> _How to complete this task_
Go through the data below. Pull out every line that has the word "Response".

[Stored items]
§
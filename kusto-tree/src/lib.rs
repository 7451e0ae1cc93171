//! Library module for kusto-tree
//!
//! Exposes the CLI definition and the run pipeline so they can be tested
//! without a live cluster. The binary entry point is in main.rs.

use clap::Parser;
use kusto_tree_core::{
    ClusterAddress, Connector, CredentialProvider, TableListing, TreeStyle,
    collect_database_tables, list_databases, write_tree,
};
use std::io::Write;
use tracing::{error, info};

/// Tree rendered, or no databases found.
pub const EXIT_SUCCESS: u8 = 0;
/// Unexpected error (run log setup, output write failure, ...).
pub const EXIT_UNEXPECTED: u8 = 1;
/// Usage error; emitted by clap itself.
pub const EXIT_USAGE: u8 = 2;
/// Credential acquisition or client construction failed.
pub const EXIT_CONNECTION_FAILED: u8 = 3;
/// The database listing failed.
pub const EXIT_LISTING_FAILED: u8 = 4;
/// Interrupted by the user (Ctrl-C).
pub const EXIT_INTERRUPTED: u8 = 130;

/// CLI argument structure
#[derive(Parser, Debug)]
#[command(name = "kusto-tree")]
#[command(about = "Display Kusto databases and tables in a tree format")]
#[command(version)]
#[command(long_about = "
kusto-tree - Kusto cluster explorer

Lists every database of a Kusto (Azure Data Explorer) cluster and the tables
of each database, and prints them as a tree.

AUTHENTICATION:
  Uses the ambient Azure credential chain (environment variables, Azure CLI
  login, managed identity). Set KUSTO_ACCESS_TOKEN to use an explicit token.

LOGGING:
  Each run writes a timestamped log file to logs/ next to the executable.
  Override with KUSTO_TREE_LOG_DIR; set the filter with KUSTO_TREE_LOG.

EXIT CODES:
  0    tree rendered or no databases found
  1    unexpected error
  2    usage error
  3    connection failure
  4    database listing failed
  130  interrupted

  Ambient credentials are resolved on the first request, so a failing Azure
  credential chain is reported as a database listing failure (4).

EXAMPLES:
  kusto-tree https://help.kusto.windows.net
  kusto-tree https://mycluster.westus2.kusto.windows.net
")]
pub struct Cli {
    /// Kusto cluster URL
    #[arg(help = "Kusto cluster URL (e.g., https://mycluster.westus2.kusto.windows.net)")]
    pub cluster_url: String,
}

/// How a completed run ended.
#[derive(Debug, Clone, Copy, PartialEq, Eq)]
pub enum Outcome {
    /// The tree was written to the output.
    Rendered,
    /// The cluster reported no databases.
    NothingFound,
    /// No client could be opened; nothing was queried.
    ConnectionFailed,
    /// The database listing failed; no tables were queried.
    ListingFailed,
}

impl Outcome {
    /// Process exit code for this outcome.
    pub const fn exit_code(self) -> u8 {
        match self {
            Self::Rendered | Self::NothingFound => EXIT_SUCCESS,
            Self::ConnectionFailed => EXIT_CONNECTION_FAILED,
            Self::ListingFailed => EXIT_LISTING_FAILED,
        }
    }
}

/// Output streams of a run.
pub struct Console<'a> {
    /// Receives the tree and the "nothing found" message.
    pub out: &'a mut dyn Write,
    /// Receives error and status lines.
    pub err: &'a mut dyn Write,
}

/// Connects to the cluster, lists databases and tables, and renders the tree.
///
/// Connection and listing failures are reported on `console.err` and mapped
/// to an [`Outcome`]; only output failures are returned as errors.
///
/// # Errors
/// Returns an error if writing to the console fails.
pub async fn explore(
    cluster: &ClusterAddress,
    credentials: &dyn CredentialProvider,
    connector: &dyn Connector,
    style: TreeStyle,
    console: Console<'_>,
) -> anyhow::Result<Outcome> {
    let Console { out, err } = console;

    info!("Connecting to Kusto cluster: {}", cluster.redacted());
    let client = match credentials
        .acquire()
        .and_then(|credential| connector.connect(cluster, credential))
    {
        Ok(client) => client,
        Err(e) => {
            let message = e.full_message();
            error!("Error connecting to Kusto cluster: {}", message);
            writeln!(err, "Error connecting to Kusto cluster: {message}")?;
            return Ok(Outcome::ConnectionFailed);
        }
    };
    info!("Successfully connected to Kusto cluster");

    let databases = match list_databases(client.as_ref()).await {
        Ok(databases) => databases,
        Err(e) => {
            writeln!(err, "Error fetching databases: {}", e.full_message())?;
            return Ok(Outcome::ListingFailed);
        }
    };

    if databases.is_empty() {
        info!("No databases found");
        writeln!(out, "No databases found.")?;
        return Ok(Outcome::NothingFound);
    }

    let tree = collect_database_tables(client.as_ref(), &databases).await;

    for failure in tree.failures() {
        if let TableListing::Failed { reason } = &failure.tables {
            writeln!(
                err,
                "Error fetching tables for database {}: {}",
                failure.name, reason
            )?;
        }
    }

    write_tree(out, cluster, &tree, style)?;

    info!(
        "Tree display completed successfully: {} databases, {} tables, {} failed listings",
        tree.len(),
        tree.table_count(),
        tree.failures().count()
    );
    Ok(Outcome::Rendered)
}
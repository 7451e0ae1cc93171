//! Tree rendering of a cluster's databases and tables.
//!
//! The tree always has three levels (cluster, database, table), so two nested
//! loops are enough. Whether a node is the last of its siblings decides its
//! connector, and a database's position decides the prefix of its tables.

use crate::models::{ClusterAddress, DatabaseTableMap, TableListing};
use colored::Colorize;
use std::io::{self, IsTerminal, Write};

const CLUSTER: &str = "🌐 ";
const DATABASE: &str = "📁 ";
const TABLE: &str = "📋 ";
const PIPE: &str = "│ ";
const TEE: &str = "├─";
const ELBOW: &str = "└─";
const SPACE: &str = "  ";
const FAILED: &str = "✗ ";

/// How tree lines are decorated.
#[derive(Debug, Clone, Copy, PartialEq, Eq)]
pub enum TreeStyle {
    /// Markers and names only, no escape sequences.
    Plain,
    /// Same text wrapped in ANSI colors.
    Colored,
}

impl TreeStyle {
    /// `Colored` when stdout is a terminal and colors are not disabled
    /// (`NO_COLOR`, `CLICOLOR=0`), `Plain` otherwise.
    pub fn detect() -> Self {
        if io::stdout().is_terminal() && colored::control::SHOULD_COLORIZE.should_colorize() {
            Self::Colored
        } else {
            Self::Plain
        }
    }

    fn cluster(self, name: &str) -> String {
        match self {
            Self::Plain => format!("{CLUSTER}{name}"),
            Self::Colored => format!("{CLUSTER}{name}").cyan().bold().to_string(),
        }
    }

    fn database(self, name: &str) -> String {
        match self {
            Self::Plain => format!("{DATABASE}{name}"),
            Self::Colored => format!("{DATABASE}{name}").green().bold().to_string(),
        }
    }

    fn table(self, name: &str) -> String {
        match self {
            Self::Plain => format!("{TABLE}{name}"),
            Self::Colored => format!("{TABLE}{name}").yellow().to_string(),
        }
    }

    fn failure(self, reason: &str) -> String {
        let text = format!("{FAILED}table listing failed: {}", single_line(reason));
        match self {
            Self::Plain => text,
            Self::Colored => text.red().dimmed().to_string(),
        }
    }

    fn branch(self, marker: &'static str) -> String {
        match self {
            Self::Plain => marker.to_string(),
            Self::Colored => marker.white().to_string(),
        }
    }
}

/// Folds a possibly multi-line message into one line so it cannot break the
/// tree's prefixes. Each line is trimmed and blank lines are dropped.
fn single_line(text: &str) -> String {
    text.lines()
        .map(str::trim)
        .filter(|line| !line.is_empty())
        .collect::<Vec<_>>()
        .join(" ")
}

/// Renders the tree as lines without trailing newlines.
///
/// The output depends only on the arguments; rendering the same map twice
/// yields identical lines.
pub fn render_lines(
    cluster: &ClusterAddress,
    databases: &DatabaseTableMap,
    style: TreeStyle,
) -> Vec<String> {
    let mut lines = vec![style.cluster(cluster.as_str())];

    let mut entries = databases.iter().peekable();
    while let Some(entry) = entries.next() {
        let is_last_db = entries.peek().is_none();

        let (connector, prefix) = if is_last_db {
            (ELBOW, SPACE)
        } else {
            (TEE, PIPE)
        };
        lines.push(format!(
            "{}{}",
            style.branch(connector),
            style.database(&entry.name)
        ));
        let prefix = style.branch(prefix);

        match &entry.tables {
            TableListing::Listed(tables) => {
                let mut tables = tables.iter().peekable();
                while let Some(table) = tables.next() {
                    let connector = if tables.peek().is_none() { ELBOW } else { TEE };
                    lines.push(format!(
                        "{prefix}{}{}",
                        style.branch(connector),
                        style.table(table)
                    ));
                }
            }
            TableListing::Failed { reason } => {
                lines.push(format!(
                    "{prefix}{}{}",
                    style.branch(ELBOW),
                    style.failure(reason)
                ));
            }
        }
    }

    lines
}

/// Writes the rendered tree to `out`, one line per node.
///
/// # Errors
/// Returns any I/O error raised by the writer.
pub fn write_tree<W: Write + ?Sized>(
    out: &mut W,
    cluster: &ClusterAddress,
    databases: &DatabaseTableMap,
    style: TreeStyle,
) -> io::Result<()> {
    for line in render_lines(cluster, databases, style) {
        writeln!(out, "{line}")?;
    }
    out.flush()
}
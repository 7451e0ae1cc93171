//! Core data structures and utilities for kusto-tree.
//!
//! This crate provides the building blocks used by the `kusto-tree` binary:
//! connecting to a Kusto cluster, listing its databases and tables with
//! management commands, and rendering the result as a tree.
//!
//! # Security Guarantees
//! - Only read-only `.show` management commands are issued
//! - Access tokens are held in zeroizing memory and never logged
//! - Cluster URLs are redacted before they reach the run log
//!
//! # Architecture
//! The core library follows these patterns:
//! - Trait seams (`CredentialProvider`, `Connector`, `ManagementClient`) so
//!   every collaborator with a side effect can be swapped in tests
//! - Listing operations return `Result` so failures never look like emptiness
//! - An explicitly constructed, scoped logging context instead of a global one

pub mod adapters;
pub mod collect;
pub mod config;
pub mod credentials;
pub mod error;
pub mod logging;
pub mod models;
pub mod render;

// Re-export commonly used types
pub use adapters::{Connector, ManagementClient};
pub use collect::{collect_database_tables, list_databases, list_tables};
pub use config::RunConfig;
pub use credentials::{
    AmbientCredentialProvider, ChainedCredentialProvider, Credential, CredentialProvider,
};
pub use error::{KustoTreeError, Result};
pub use logging::{RunLog, init_run_log};
pub use models::{ClusterAddress, DatabaseEntry, DatabaseTableMap, ResultTable, TableListing};
pub use render::{TreeStyle, render_lines, write_tree};

#[cfg(feature = "kusto")]
pub use adapters::kusto::KustoConnector;
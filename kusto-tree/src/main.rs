//! Kusto cluster explorer.
//!
//! Connects to a Kusto (Azure Data Explorer) cluster, lists its databases and
//! the tables of each database, and prints them as a tree.
//!
//! # Guarantees
//! - Only read-only `.show` management commands are issued
//! - Requests run one at a time on a single thread
//! - Access tokens are never logged

use clap::Parser;
use kusto_tree::{Cli, EXIT_UNEXPECTED};
use kusto_tree_core::{ClusterAddress, RunConfig, init_run_log};
use std::process::ExitCode;

#[tokio::main(flavor = "current_thread")]
async fn main() -> ExitCode {
    let cli = Cli::parse();

    let config = match RunConfig::from_env() {
        Ok(config) => config,
        Err(e) => {
            eprintln!("Unexpected error: {}", e.full_message());
            return ExitCode::from(EXIT_UNEXPECTED);
        }
    };

    // Held until exit; dropping it closes the run log.
    let _run_log = match init_run_log(&config) {
        Ok(run_log) => run_log,
        Err(e) => {
            eprintln!("Unexpected error: {}", e.full_message());
            return ExitCode::from(EXIT_UNEXPECTED);
        }
    };

    run(ClusterAddress::new(cli.cluster_url)).await
}

/// Runs the explorer, racing it against Ctrl-C.
#[cfg(feature = "kusto")]
async fn run(cluster: ClusterAddress) -> ExitCode {
    use kusto_tree::{Console, EXIT_INTERRUPTED, explore};
    use kusto_tree_core::{ChainedCredentialProvider, KustoConnector, TreeStyle};
    use tracing::{error, info};

    let credentials = ChainedCredentialProvider::new();
    let connector = KustoConnector::new();
    let mut stdout = std::io::stdout().lock();
    let mut stderr = std::io::stderr();
    let console = Console {
        out: &mut stdout,
        err: &mut stderr,
    };

    tokio::select! {
        result = explore(&cluster, &credentials, &connector, TreeStyle::detect(), console) => {
            match result {
                Ok(outcome) => ExitCode::from(outcome.exit_code()),
                Err(e) => {
                    error!("Unexpected error: {:?}", e);
                    eprintln!("Unexpected error: {e:#}");
                    ExitCode::from(EXIT_UNEXPECTED)
                }
            }
        }
        Ok(()) = tokio::signal::ctrl_c() => {
            info!("Execution interrupted by user");
            eprintln!("\nExecution interrupted by user");
            ExitCode::from(EXIT_INTERRUPTED)
        }
    }
}

#[cfg(not(feature = "kusto"))]
async fn run(_cluster: ClusterAddress) -> ExitCode {
    tracing::error!("Kusto support not compiled in");
    eprintln!("Kusto support not available. Compile with --features kusto");
    ExitCode::from(EXIT_UNEXPECTED)
}
#![cfg_attr(not(debug_assertions), windows_subsystem = "windows")]

//! eframe/egui 기반 데스크톱 GUI 진입점.

use eframe::{egui, App, Frame};
use image::GenericImageView;
use rfd::FileDialog;
use std::path::{Path, PathBuf};
use std::{env, fs};
use universal_unit_converter::{
    catalog, config, conversion,
    history::{ConversionRecord, HistoryStore},
    i18n,
    quantity::QuantityKind,
};

fn main() -> Result<(), eframe::Error> {
    // CLI 언어 옵션 처리: --lang xx 또는 --lang=xx (xx: auto/en-us/ko-kr/ko)
    let mut cli_lang: Option<String> = None;
    let args: Vec<String> = env::args().collect();
    let mut i = 1;
    while i < args.len() {
        let a = &args[i];
        if let Some(val) = a.strip_prefix("--lang=") {
            cli_lang = Some(val.to_string());
        } else if a == "--lang" || a == "-L" {
            if i + 1 < args.len() {
                cli_lang = Some(args[i + 1].clone());
                i += 1;
            }
        }
        i += 1;
    }

    let icon_data = load_app_icon();
    let mut viewport = egui::ViewportBuilder::default()
        .with_transparent(true)
        .with_inner_size(egui::vec2(780.0, 640.0));
    if let Some(icon) = icon_data {
        viewport = viewport.with_icon(icon);
    }
    let native = eframe::NativeOptions {
        viewport,
        ..Default::default()
    };
    let config_path = PathBuf::from(config::DEFAULT_CONFIG_PATH);
    let mut app_cfg = config::load_or_default(&config_path).unwrap_or_default();
    if let Some(lang_cli) = cli_lang {
        app_cfg.language = i18n::resolve_language(&lang_cli, Some(app_cfg.language.as_str()));
    }
    eframe::run_native(
        "Universal Unit Converter",
        native,
        Box::new(move |cc| {
            if let Err(e) = setup_fonts(&cc.egui_ctx) {
                eprintln!("Font error: {e}");
            }
            Box::new(GuiApp::new(app_cfg.clone(), config_path.clone()))
        }),
    )
}

fn load_app_icon() -> Option<egui::IconData> {
    let search = ["icon.png", "assets/icon.png"];
    let path = search.iter().find(|p| Path::new(*p).exists())?;
    let bytes = fs::read(path).ok()?;
    let img = image::load_from_memory(&bytes).ok()?;
    let rgba = img.to_rgba8();
    let (w, h) = img.dimensions();
    Some(egui::IconData {
        rgba: rgba.into_raw(),
        width: w,
        height: h,
    })
}

/// 공통: 바이너리 폰트 바이트를 egui에 등록.
fn apply_font_bytes(ctx: &egui::Context, bytes: Vec<u8>, name: &str) {
    let mut fonts = egui::FontDefinitions::default();
    let font_name = name.to_string();
    fonts
        .font_data
        .insert(font_name.clone(), egui::FontData::from_owned(bytes));
    fonts
        .families
        .entry(egui::FontFamily::Proportional)
        .or_default()
        .insert(0, font_name.clone());
    fonts
        .families
        .entry(egui::FontFamily::Monospace)
        .or_default()
        .insert(0, font_name);
    ctx.set_fonts(fonts);
}

/// 한글을 표시하기 위해 기본 폰트를 우선 적용한다.
/// 1) assets/fonts/ 안의 첫 번째 ttf/ttc
/// 2) Windows 시스템 폰트(맑은 고딕/굴림/바탕 등)
/// 3) 모두 실패 시 Err를 반환해 사용자 지정 폰트 로드를 유도한다.
fn setup_fonts(ctx: &egui::Context) -> Result<(), String> {
    // 1) 프로젝트 내 폰트
    if let Ok(entries) = fs::read_dir("assets/fonts") {
        for entry in entries.flatten() {
            let path = entry.path();
            let is_font = path
                .extension()
                .and_then(|e| e.to_str())
                .map(|e| e.eq_ignore_ascii_case("ttf") || e.eq_ignore_ascii_case("ttc"))
                .unwrap_or(false);
            if is_font {
                let bytes =
                    fs::read(&path).map_err(|e| format!("Failed to read font file: {e}"))?;
                apply_font_bytes(ctx, bytes, "korean_font");
                return Ok(());
            }
        }
    }

    // 2) 시스템 폰트 탐색 (Windows 기준)
    if let Some(windir) = std::env::var_os("WINDIR") {
        let fonts = Path::new(&windir).join("Fonts");
        let candidates = [
            "malgun.ttf",
            "malgunsl.ttf",
            "malgunbd.ttf",
            "gulim.ttc",
            "batang.ttc",
        ];
        for cand in candidates {
            let p = fonts.join(cand);
            if p.exists() {
                let bytes = fs::read(&p)
                    .map_err(|e| format!("Failed to read system font ({}): {e}", p.display()))?;
                apply_font_bytes(ctx, bytes, "korean_font");
                return Ok(());
            }
        }
    }

    // 3) 실패: 기본 폰트 유지, 사용자 지정 안내
    Err("Font not found. Please set a user font (.ttf/.ttc) in settings.".into())
}

/// 사용자가 선택한 경로의 폰트를 egui에 등록한다.
fn load_custom_font(ctx: &egui::Context, path: &str) -> Result<(), String> {
    let p = Path::new(path);
    if !p.exists() {
        return Err(format!("Font file not found: {path}"));
    }
    let bytes = fs::read(p).map_err(|e| format!("Failed to read font file: {e}"))?;
    apply_font_bytes(ctx, bytes, "user_font");
    Ok(())
}

fn label_with_tip(ui: &mut egui::Ui, text: &str, tip: &str) -> egui::Response {
    ui.label(text).on_hover_text(tip)
}

fn heading_with_tip(ui: &mut egui::Ui, text: &str, tip: &str) -> egui::Response {
    ui.heading(text).on_hover_text(tip)
}
use serde::{Deserialize, Serialize};
use std::collections::BTreeMap;
use std::fs;
use std::path::{Path, PathBuf};

use crate::catalog;

/// 변환 1건의 기록. 기존 기록 파일과의 호환을 위해 직렬화 필드 이름을 유지한다.
#[derive(Debug, Clone, PartialEq, Serialize, Deserialize)]
pub struct ConversionRecord {
    #[serde(rename = "Value")]
    pub value: f64,
    #[serde(rename = "From")]
    pub from_unit: String,
    #[serde(rename = "To")]
    pub to_unit: String,
    #[serde(rename = "Result")]
    pub result: String,
}

impl ConversionRecord {
    /// 변환 결과를 소수 4자리 문자열로 포맷해 기록을 만든다.
    pub fn new(value: f64, from_unit: &str, to_unit: &str, result: f64) -> Self {
        Self {
            value,
            from_unit: from_unit.to_string(),
            to_unit: to_unit.to_string(),
            result: format!("{result:.4}"),
        }
    }
}

/// 기록 저장 시 발생 가능한 오류.
#[derive(Debug)]
pub enum HistoryError {
    /// 파일 입출력 오류
    Io(std::io::Error),
    /// JSON 직렬화 오류
    Serialize(serde_json::Error),
}

impl std::fmt::Display for HistoryError {
    fn fmt(&self, f: &mut std::fmt::Formatter<'_>) -> std::fmt::Result {
        match self {
            HistoryError::Io(e) => write!(f, "기록 파일 입출력 오류: {e}"),
            HistoryError::Serialize(e) => write!(f, "기록 직렬화 오류: {e}"),
        }
    }
}

impl std::error::Error for HistoryError {}

impl From<std::io::Error> for HistoryError {
    fn from(value: std::io::Error) -> Self {
        HistoryError::Io(value)
    }
}

impl From<serde_json::Error> for HistoryError {
    fn from(value: serde_json::Error) -> Self {
        HistoryError::Serialize(value)
    }
}

/// 카테고리별 변환 기록 저장소.
///
/// 모든 변경은 호출이 끝나기 전에 전체 파일 덮어쓰기로 디스크에 반영된다.
/// 단일 프로세스/단일 사용자를 가정하며 파일 잠금은 하지 않는다.
#[derive(Debug)]
pub struct HistoryStore {
    path: PathBuf,
    entries: BTreeMap<String, Vec<ConversionRecord>>,
}

impl HistoryStore {
    /// 파일에서 기록을 로드한다.
    ///
    /// 파일이 없거나 내용이 손상되었으면 조용히 빈 저장소로 시작한다.
    /// 카탈로그에 없는 카테고리 키는 버리지 않고 그대로 유지한다.
    pub fn load(path: impl Into<PathBuf>) -> Self {
        let path = path.into();
        let mut entries: BTreeMap<String, Vec<ConversionRecord>> = fs::read_to_string(&path)
            .ok()
            .and_then(|content| serde_json::from_str(&content).ok())
            .unwrap_or_default();
        for kind in catalog::CATEGORIES {
            entries.entry(catalog::category_name(kind).to_string()).or_default();
        }
        Self { path, entries }
    }

    pub fn path(&self) -> &Path {
        &self.path
    }

    /// 카테고리 기록 끝에 추가하고 전체를 저장한다.
    pub fn append(&mut self, category: &str, record: ConversionRecord) -> Result<(), HistoryError> {
        self.entries.entry(category.to_string()).or_default().push(record);
        self.persist()
    }

    /// 카테고리 기록을 비우고 저장한다. 다른 카테고리는 건드리지 않는다.
    pub fn clear(&mut self, category: &str) -> Result<(), HistoryError> {
        if let Some(records) = self.entries.get_mut(category) {
            records.clear();
        }
        self.persist()
    }

    /// 카테고리 기록을 입력 순서(시간 순)대로 반환한다.
    pub fn view(&self, category: &str) -> &[ConversionRecord] {
        self.entries
            .get(category)
            .map(Vec::as_slice)
            .unwrap_or(&[])
    }

    /// 카테고리 기록 개수.
    pub fn record_count(&self, category: &str) -> usize {
        self.view(category).len()
    }

    fn persist(&self) -> Result<(), HistoryError> {
        let content = serde_json::to_string_pretty(&self.entries)?;
        fs::write(&self.path, content)?;
        Ok(())
    }
}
§
> _Result for this task_
fn label_with_tip(ui: &mut egui::Ui, text: &str, tip: &str) -> egui::Response {
fn heading_with_tip(ui: &mut egui::Ui, text: &str, tip: &str) -> egui::Response {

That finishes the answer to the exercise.